EXTRACTED ENTRIES:

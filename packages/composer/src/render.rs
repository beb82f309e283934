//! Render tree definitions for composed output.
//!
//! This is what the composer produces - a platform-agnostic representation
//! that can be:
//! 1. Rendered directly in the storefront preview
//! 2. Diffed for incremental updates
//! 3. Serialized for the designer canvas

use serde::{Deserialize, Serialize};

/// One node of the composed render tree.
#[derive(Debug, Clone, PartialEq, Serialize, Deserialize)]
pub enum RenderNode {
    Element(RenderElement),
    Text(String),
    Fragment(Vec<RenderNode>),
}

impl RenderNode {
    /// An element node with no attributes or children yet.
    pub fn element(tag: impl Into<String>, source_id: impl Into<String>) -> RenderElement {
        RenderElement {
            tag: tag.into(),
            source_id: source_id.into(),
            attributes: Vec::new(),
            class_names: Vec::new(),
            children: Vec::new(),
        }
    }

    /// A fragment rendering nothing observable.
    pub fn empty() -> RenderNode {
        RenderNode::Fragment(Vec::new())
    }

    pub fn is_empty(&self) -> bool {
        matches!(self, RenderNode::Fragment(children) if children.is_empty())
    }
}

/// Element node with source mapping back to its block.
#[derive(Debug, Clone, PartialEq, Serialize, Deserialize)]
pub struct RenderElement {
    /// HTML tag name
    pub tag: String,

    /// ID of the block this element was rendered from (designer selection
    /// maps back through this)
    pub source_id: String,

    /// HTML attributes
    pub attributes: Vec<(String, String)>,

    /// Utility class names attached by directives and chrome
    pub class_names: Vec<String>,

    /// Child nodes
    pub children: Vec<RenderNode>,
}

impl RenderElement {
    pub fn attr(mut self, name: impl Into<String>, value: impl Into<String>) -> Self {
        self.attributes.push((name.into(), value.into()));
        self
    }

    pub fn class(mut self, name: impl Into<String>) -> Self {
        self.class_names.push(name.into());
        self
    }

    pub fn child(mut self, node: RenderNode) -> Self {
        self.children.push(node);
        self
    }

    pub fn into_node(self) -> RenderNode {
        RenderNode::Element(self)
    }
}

---

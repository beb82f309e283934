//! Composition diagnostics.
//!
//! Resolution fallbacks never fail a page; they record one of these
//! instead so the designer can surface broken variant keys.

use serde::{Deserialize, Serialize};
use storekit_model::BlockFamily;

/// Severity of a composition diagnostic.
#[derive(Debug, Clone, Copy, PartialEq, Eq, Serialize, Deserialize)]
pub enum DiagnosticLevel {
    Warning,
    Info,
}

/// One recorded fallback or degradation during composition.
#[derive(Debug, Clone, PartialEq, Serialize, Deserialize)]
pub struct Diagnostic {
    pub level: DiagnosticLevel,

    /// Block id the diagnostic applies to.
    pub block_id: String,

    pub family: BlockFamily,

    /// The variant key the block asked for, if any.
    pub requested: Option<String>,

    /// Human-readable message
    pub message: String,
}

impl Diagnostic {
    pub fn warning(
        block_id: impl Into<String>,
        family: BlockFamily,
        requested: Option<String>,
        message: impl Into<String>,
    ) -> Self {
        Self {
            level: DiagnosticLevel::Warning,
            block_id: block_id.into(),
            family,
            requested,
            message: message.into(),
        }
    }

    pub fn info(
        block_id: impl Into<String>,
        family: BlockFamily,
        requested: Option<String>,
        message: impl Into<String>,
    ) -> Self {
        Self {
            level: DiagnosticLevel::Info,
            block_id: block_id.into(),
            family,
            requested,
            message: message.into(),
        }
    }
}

BRIEF: Repeat, word for word, the lines above between the line holding "a platform-agnostic representation" and the line holding "pub fn is_empty(&self)", inclusive; omit everything else.

COMPLETED EXERCISE:
//! This is what the composer produces - a platform-agnostic representation
//! that can be:
//! 1. Rendered directly in the storefront preview
//! 2. Diffed for incremental updates
//! 3. Serialized for the designer canvas

use serde::{Deserialize, Serialize};

/// One node of the composed render tree.
#[derive(Debug, Clone, PartialEq, Serialize, Deserialize)]
pub enum RenderNode {
    Element(RenderElement),
    Text(String),
    Fragment(Vec<RenderNode>),
}

impl RenderNode {
    /// An element node with no attributes or children yet.
    pub fn element(tag: impl Into<String>, source_id: impl Into<String>) -> RenderElement {
        RenderElement {
            tag: tag.into(),
            source_id: source_id.into(),
            attributes: Vec::new(),
            class_names: Vec::new(),
            children: Vec::new(),
        }
    }

    /// A fragment rendering nothing observable.
    pub fn empty() -> RenderNode {
        RenderNode::Fragment(Vec::new())
    }

    pub fn is_empty(&self) -> bool {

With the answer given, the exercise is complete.